'''

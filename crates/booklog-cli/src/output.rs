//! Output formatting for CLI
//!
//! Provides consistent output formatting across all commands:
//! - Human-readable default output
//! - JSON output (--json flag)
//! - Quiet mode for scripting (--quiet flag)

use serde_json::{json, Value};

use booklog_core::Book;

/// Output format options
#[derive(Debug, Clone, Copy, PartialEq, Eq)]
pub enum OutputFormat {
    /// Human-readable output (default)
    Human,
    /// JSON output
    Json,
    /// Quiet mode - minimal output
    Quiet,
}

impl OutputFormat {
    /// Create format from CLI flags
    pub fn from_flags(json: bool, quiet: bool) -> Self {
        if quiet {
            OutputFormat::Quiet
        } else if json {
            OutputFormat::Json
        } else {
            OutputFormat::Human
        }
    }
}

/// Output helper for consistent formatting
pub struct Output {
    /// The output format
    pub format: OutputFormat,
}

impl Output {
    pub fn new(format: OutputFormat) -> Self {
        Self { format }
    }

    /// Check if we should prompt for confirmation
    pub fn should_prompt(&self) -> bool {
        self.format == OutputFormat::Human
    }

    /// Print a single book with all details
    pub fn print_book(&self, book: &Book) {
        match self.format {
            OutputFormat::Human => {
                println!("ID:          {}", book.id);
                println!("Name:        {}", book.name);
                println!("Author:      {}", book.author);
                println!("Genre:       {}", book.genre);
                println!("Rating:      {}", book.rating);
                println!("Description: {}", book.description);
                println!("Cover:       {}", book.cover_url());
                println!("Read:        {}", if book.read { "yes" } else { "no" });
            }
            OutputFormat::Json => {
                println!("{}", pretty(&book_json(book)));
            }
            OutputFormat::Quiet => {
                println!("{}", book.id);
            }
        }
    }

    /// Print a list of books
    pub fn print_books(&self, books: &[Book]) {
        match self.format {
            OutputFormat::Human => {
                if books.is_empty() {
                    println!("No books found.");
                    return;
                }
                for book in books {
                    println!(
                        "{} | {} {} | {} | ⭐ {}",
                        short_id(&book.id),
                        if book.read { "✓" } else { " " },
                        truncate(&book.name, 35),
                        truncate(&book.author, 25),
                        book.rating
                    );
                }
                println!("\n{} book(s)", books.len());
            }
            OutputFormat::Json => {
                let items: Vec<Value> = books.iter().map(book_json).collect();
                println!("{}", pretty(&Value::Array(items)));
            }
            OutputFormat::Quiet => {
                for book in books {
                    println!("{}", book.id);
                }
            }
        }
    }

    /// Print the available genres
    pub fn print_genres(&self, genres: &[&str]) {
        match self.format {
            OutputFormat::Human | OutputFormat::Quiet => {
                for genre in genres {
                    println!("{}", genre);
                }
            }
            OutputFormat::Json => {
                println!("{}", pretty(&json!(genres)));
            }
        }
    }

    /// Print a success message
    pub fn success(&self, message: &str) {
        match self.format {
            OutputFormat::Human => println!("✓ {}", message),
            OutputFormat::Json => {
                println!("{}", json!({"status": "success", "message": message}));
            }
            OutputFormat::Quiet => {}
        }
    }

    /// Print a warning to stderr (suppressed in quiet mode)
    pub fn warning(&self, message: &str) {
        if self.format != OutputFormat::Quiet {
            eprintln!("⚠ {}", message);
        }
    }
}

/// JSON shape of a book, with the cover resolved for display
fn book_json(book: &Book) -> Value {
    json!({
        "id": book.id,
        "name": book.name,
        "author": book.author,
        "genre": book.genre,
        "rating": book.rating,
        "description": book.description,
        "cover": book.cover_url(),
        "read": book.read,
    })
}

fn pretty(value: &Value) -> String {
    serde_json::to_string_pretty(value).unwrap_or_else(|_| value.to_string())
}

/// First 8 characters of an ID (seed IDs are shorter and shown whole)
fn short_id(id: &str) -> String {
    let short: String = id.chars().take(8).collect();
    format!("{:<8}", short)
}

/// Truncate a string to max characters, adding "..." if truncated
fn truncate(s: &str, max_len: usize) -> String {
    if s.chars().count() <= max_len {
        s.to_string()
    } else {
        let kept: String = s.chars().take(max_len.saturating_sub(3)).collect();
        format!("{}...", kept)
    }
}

'''
'''

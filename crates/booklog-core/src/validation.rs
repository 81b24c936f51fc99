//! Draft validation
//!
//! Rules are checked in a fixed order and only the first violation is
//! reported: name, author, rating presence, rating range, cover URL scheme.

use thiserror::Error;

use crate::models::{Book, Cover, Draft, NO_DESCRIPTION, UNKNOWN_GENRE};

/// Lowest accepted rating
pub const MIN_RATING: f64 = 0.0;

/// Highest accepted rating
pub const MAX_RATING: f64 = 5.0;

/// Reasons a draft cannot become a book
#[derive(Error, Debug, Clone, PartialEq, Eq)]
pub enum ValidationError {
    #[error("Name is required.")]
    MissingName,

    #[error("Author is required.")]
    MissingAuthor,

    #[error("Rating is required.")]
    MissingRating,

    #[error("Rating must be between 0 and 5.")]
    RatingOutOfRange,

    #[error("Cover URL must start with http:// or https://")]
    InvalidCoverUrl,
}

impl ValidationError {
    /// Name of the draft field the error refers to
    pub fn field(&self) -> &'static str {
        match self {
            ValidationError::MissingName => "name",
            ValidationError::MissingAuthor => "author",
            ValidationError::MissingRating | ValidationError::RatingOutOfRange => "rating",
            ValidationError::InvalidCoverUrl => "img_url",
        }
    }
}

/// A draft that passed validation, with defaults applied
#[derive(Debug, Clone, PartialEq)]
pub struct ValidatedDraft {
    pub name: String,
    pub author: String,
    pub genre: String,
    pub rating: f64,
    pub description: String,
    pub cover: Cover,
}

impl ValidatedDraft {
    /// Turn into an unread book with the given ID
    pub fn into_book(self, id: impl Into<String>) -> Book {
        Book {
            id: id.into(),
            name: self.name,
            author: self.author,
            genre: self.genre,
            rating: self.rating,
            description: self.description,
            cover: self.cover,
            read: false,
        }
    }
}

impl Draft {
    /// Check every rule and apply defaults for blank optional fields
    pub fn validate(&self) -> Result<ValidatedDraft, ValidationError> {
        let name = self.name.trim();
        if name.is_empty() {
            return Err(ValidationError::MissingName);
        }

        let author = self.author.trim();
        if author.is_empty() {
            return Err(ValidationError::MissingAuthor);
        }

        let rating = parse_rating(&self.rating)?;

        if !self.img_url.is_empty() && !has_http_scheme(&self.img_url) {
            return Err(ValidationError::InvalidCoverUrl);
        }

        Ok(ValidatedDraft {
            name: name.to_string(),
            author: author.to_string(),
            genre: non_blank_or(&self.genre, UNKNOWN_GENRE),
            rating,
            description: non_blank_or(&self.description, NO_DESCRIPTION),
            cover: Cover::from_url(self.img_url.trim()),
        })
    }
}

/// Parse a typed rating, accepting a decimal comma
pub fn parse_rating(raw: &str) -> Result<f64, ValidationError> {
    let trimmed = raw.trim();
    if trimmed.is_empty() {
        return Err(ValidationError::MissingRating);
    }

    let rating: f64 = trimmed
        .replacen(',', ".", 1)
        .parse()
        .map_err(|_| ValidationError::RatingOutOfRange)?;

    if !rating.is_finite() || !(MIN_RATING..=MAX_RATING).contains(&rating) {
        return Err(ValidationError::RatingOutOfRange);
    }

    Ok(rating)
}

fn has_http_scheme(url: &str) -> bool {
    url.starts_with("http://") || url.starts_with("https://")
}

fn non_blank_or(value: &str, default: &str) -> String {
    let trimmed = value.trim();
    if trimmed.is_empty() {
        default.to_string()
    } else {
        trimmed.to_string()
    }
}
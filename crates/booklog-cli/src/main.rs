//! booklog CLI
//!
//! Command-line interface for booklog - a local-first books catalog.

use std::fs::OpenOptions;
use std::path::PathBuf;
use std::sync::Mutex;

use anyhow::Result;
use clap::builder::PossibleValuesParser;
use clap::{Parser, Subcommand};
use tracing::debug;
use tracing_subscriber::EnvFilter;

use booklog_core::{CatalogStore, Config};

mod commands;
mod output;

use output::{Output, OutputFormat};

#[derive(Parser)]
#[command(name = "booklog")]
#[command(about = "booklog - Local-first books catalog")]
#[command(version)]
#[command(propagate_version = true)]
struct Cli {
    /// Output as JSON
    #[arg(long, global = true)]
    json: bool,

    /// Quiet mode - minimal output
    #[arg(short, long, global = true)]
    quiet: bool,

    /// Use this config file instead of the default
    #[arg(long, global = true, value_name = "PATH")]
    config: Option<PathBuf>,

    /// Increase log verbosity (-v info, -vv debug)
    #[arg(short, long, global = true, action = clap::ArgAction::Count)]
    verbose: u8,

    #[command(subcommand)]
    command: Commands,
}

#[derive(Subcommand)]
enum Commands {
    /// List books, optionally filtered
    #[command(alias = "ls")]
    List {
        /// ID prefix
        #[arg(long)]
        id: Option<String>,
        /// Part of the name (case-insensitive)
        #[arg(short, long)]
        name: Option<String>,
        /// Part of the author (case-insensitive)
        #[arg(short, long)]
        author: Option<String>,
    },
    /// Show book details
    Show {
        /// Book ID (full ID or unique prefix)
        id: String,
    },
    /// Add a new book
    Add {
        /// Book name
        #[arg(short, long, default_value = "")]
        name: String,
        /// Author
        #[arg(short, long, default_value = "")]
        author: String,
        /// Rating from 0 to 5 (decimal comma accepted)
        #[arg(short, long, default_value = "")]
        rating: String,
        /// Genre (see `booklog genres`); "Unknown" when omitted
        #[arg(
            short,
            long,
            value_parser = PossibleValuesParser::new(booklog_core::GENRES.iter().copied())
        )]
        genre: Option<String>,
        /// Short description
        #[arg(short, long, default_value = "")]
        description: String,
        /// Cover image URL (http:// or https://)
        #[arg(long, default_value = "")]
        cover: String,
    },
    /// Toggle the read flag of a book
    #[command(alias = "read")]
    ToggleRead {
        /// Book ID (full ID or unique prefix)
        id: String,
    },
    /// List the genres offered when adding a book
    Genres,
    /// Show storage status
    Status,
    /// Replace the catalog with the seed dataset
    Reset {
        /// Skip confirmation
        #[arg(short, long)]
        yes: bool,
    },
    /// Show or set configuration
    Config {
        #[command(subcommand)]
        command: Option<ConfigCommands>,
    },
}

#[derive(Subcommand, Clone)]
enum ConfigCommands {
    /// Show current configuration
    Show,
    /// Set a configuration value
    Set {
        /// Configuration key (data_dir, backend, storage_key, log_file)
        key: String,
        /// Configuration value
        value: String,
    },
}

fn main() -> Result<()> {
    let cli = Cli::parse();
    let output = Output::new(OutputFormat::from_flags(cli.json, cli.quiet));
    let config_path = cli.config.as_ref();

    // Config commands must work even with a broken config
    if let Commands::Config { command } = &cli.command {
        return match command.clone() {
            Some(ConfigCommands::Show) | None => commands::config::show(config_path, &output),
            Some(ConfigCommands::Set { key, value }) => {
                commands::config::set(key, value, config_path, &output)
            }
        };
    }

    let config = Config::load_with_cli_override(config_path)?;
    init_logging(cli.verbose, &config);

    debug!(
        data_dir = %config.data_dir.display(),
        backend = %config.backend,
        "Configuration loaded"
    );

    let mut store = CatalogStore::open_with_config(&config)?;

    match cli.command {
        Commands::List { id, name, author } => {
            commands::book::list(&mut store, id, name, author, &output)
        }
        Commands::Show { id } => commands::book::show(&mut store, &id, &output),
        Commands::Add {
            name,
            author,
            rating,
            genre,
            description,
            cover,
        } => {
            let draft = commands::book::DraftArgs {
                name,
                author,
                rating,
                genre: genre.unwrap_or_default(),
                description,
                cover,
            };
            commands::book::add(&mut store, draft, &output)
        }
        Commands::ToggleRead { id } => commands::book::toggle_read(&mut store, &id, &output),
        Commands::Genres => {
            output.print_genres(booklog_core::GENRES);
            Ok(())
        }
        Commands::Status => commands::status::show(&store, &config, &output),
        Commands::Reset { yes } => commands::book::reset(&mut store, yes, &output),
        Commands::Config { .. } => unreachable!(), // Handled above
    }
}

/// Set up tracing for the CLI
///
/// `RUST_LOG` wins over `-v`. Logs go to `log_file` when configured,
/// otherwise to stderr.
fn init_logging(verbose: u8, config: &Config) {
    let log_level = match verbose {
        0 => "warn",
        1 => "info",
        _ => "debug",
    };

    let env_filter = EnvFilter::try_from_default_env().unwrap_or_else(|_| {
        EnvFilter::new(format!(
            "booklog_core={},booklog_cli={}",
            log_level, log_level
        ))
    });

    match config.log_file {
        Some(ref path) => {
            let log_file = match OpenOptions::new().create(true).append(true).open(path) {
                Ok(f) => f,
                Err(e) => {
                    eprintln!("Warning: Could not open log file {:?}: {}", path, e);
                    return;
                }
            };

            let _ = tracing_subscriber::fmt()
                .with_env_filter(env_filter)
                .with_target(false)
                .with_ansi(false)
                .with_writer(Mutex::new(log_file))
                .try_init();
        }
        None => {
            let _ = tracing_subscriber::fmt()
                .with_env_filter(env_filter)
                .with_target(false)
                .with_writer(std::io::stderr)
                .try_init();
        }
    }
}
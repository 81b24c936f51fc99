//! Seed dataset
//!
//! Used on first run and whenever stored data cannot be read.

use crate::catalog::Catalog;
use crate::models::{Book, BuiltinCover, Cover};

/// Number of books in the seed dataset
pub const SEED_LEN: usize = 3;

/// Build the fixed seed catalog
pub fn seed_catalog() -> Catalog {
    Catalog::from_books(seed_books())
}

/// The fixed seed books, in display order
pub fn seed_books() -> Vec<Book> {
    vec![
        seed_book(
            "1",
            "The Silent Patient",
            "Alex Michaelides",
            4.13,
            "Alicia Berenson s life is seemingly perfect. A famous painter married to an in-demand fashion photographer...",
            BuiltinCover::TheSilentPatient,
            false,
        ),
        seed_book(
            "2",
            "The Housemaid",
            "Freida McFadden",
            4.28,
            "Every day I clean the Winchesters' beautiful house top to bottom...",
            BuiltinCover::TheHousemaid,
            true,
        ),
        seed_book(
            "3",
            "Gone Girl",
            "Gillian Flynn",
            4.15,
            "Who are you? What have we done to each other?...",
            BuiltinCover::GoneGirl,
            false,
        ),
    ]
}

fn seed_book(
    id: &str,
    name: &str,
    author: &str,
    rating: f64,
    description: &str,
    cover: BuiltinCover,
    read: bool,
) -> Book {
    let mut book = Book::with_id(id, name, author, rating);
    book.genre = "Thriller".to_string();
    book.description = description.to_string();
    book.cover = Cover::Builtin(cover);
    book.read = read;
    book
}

'''
'''

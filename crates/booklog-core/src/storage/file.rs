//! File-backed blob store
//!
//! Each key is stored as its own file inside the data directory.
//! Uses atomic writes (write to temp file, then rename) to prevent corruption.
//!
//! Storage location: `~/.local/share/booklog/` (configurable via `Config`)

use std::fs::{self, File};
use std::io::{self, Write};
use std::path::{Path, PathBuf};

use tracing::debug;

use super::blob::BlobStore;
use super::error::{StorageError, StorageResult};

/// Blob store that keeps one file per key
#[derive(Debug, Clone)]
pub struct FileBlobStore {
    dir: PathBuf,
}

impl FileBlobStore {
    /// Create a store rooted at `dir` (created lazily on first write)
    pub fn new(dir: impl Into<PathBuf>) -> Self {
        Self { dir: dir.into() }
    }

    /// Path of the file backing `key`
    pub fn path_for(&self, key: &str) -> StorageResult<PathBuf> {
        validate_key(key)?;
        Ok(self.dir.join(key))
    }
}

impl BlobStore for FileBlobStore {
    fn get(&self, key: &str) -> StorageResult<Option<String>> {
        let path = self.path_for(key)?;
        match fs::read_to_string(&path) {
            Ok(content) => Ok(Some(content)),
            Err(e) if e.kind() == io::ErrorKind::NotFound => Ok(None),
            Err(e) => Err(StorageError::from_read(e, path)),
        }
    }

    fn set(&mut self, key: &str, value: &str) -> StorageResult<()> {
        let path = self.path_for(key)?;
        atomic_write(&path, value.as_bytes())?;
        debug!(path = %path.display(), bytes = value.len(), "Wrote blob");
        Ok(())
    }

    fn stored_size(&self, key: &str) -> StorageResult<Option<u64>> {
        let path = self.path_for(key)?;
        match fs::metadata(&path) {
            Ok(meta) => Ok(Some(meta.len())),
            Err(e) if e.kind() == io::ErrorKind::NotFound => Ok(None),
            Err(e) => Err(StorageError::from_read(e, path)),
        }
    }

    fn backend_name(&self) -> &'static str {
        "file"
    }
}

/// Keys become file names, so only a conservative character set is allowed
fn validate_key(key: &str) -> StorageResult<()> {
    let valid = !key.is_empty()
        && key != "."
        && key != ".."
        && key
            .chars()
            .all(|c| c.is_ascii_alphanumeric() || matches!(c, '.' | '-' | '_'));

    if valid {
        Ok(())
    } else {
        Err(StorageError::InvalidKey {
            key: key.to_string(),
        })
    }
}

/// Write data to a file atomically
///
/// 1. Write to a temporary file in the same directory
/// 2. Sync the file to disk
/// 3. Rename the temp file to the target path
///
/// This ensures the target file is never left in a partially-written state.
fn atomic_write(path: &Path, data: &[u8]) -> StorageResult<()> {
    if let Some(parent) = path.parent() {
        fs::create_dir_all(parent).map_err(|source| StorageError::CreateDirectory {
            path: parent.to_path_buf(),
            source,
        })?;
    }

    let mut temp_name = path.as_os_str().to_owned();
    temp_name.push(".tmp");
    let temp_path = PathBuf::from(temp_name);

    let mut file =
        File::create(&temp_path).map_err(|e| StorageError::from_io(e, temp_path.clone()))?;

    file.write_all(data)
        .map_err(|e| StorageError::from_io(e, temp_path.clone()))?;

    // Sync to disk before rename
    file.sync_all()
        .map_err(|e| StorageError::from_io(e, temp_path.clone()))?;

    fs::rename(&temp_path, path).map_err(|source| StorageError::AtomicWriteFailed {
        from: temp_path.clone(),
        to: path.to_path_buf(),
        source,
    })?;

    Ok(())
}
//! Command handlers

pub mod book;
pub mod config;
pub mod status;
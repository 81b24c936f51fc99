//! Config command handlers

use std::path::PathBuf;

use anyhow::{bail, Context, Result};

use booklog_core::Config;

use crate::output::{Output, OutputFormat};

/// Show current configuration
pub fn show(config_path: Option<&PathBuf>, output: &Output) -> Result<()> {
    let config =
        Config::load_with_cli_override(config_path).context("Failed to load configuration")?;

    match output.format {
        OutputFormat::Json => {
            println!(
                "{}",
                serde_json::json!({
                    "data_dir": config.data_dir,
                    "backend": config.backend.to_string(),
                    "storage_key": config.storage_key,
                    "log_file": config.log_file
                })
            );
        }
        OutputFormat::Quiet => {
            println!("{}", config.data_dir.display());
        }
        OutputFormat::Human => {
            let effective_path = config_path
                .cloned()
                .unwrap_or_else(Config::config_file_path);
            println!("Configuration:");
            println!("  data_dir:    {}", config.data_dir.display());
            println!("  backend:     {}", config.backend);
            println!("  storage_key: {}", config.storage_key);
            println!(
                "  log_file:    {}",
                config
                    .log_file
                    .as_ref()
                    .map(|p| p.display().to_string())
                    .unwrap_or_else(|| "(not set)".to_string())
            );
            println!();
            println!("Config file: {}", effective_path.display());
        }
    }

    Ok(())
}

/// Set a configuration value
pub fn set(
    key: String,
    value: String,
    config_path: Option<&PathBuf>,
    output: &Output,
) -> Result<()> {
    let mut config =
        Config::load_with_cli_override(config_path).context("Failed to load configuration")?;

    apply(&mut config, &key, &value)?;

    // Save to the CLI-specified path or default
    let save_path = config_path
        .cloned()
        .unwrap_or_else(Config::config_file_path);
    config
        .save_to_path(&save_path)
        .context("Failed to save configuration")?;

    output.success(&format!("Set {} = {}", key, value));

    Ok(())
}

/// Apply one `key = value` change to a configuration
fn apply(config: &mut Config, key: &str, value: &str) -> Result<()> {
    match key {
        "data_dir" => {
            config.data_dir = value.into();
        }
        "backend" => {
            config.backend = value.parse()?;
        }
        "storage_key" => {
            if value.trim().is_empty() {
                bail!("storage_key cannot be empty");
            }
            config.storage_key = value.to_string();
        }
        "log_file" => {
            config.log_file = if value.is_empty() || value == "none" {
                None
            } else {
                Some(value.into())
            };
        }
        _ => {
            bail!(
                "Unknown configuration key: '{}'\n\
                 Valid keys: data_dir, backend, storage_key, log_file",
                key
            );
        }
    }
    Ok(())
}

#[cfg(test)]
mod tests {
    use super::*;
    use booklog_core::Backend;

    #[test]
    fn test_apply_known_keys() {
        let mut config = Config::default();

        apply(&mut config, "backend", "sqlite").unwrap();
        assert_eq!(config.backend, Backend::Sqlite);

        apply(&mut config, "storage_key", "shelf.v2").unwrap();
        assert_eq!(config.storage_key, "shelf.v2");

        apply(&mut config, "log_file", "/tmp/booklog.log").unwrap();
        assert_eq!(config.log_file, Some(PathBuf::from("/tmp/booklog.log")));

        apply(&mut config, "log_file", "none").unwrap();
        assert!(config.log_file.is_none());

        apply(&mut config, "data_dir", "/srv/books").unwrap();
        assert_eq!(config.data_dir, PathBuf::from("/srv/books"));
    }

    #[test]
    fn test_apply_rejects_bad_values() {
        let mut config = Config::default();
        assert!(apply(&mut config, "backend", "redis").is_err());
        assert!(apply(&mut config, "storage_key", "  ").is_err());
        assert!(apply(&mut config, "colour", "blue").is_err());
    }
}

'''

ACTIVITY —
Search the material above for "parent". Copy each line that has it.

SOLUTION —
    if let Some(parent) = path.parent() {
        fs::create_dir_all(parent).map_err(|source| StorageError::CreateDirectory {
            path: parent.to_path_buf(),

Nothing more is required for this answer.